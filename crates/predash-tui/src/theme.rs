//! Color conventions shared by cards, charts, and the table

use predash_core::Trend;
use ratatui::style::Color;

/// Color for a metric's trend direction
pub fn trend_color(trend: Trend) -> Color {
    match trend {
        Trend::Up => Color::Green,
        Trend::Down => Color::Red,
        Trend::Neutral => Color::DarkGray,
    }
}

/// Arrow glyph for a metric's trend direction
pub fn trend_arrow(trend: Trend) -> &'static str {
    match trend {
        Trend::Up => "▲",
        Trend::Down => "▼",
        Trend::Neutral => "─",
    }
}

/// Color for a signed percentage change
pub fn change_color(change: f64) -> Color {
    if change > 0.0 {
        Color::Green
    } else if change < 0.0 {
        Color::Red
    } else {
        Color::DarkGray
    }
}

/// "+12.3%" / "-0.5%" formatting used on cards and in the table
pub fn format_change(change: f64) -> String {
    if change > 0.0 {
        format!("+{}%", change)
    } else {
        format!("{}%", change)
    }
}

/// Compact axis-label formatting for chart values
pub fn format_value(n: f64) -> String {
    if n >= 1_000_000.0 {
        format!("{:.1}M", n / 1_000_000.0)
    } else if n >= 1_000.0 {
        format!("{:.1}K", n / 1_000.0)
    } else {
        format!("{:.0}", n)
    }
}
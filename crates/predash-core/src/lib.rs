//! predash-core - Core library for predash
//!
//! Provides the data model, the synthetic data service, and the shared
//! fetch-state machinery used by every dashboard view.

pub mod api;
pub mod error;
pub mod fetch;
pub mod models;

pub use error::CoreError;
pub use fetch::{FetchState, Fetcher};
pub use models::{Dataset, DatasetInfo, HistoricalPoint, Metric, PredictionPoint, TableRow, Trend};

□ □ □ □ □

=== EXERCISE DIRECTIONS ===
Could you return all of the entries exactly as they stand?

=== EXERCISE RESPONSE ===
filename crates/predash-tui/src/theme.rs
//! Color conventions shared by cards, charts, and the table

use predash_core::Trend;
use ratatui::style::Color;

/// Color for a metric's trend direction
pub fn trend_color(trend: Trend) -> Color {
    match trend {
        Trend::Up => Color::Green,
        Trend::Down => Color::Red,
        Trend::Neutral => Color::DarkGray,
    }
}

/// Arrow glyph for a metric's trend direction
pub fn trend_arrow(trend: Trend) -> &'static str {
    match trend {
        Trend::Up => "▲",
        Trend::Down => "▼",
        Trend::Neutral => "─",
    }
}

/// Color for a signed percentage change
pub fn change_color(change: f64) -> Color {
    if change > 0.0 {
        Color::Green
    } else if change < 0.0 {
        Color::Red
    } else {
        Color::DarkGray
    }
}

/// "+12.3%" / "-0.5%" formatting used on cards and in the table
pub fn format_change(change: f64) -> String {
    if change > 0.0 {
        format!("+{}%", change)
    } else {
        format!("{}%", change)
    }
}

/// Compact axis-label formatting for chart values
pub fn format_value(n: f64) -> String {
    if n >= 1_000_000.0 {
        format!("{:.1}M", n / 1_000_000.0)
    } else if n >= 1_000.0 {
        format!("{:.1}K", n / 1_000.0)
    } else {
        format!("{:.0}", n)
    }
}
filename crates/predash-core/src/lib.rs
//! predash-core - Core library for predash
//!
//! Provides the data model, the synthetic data service, and the shared
//! fetch-state machinery used by every dashboard view.

pub mod api;
pub mod error;
pub mod fetch;
pub mod models;

pub use error::CoreError;
pub use fetch::{FetchState, Fetcher};
pub use models::{Dataset, DatasetInfo, HistoricalPoint, Metric, PredictionPoint, TableRow, Trend};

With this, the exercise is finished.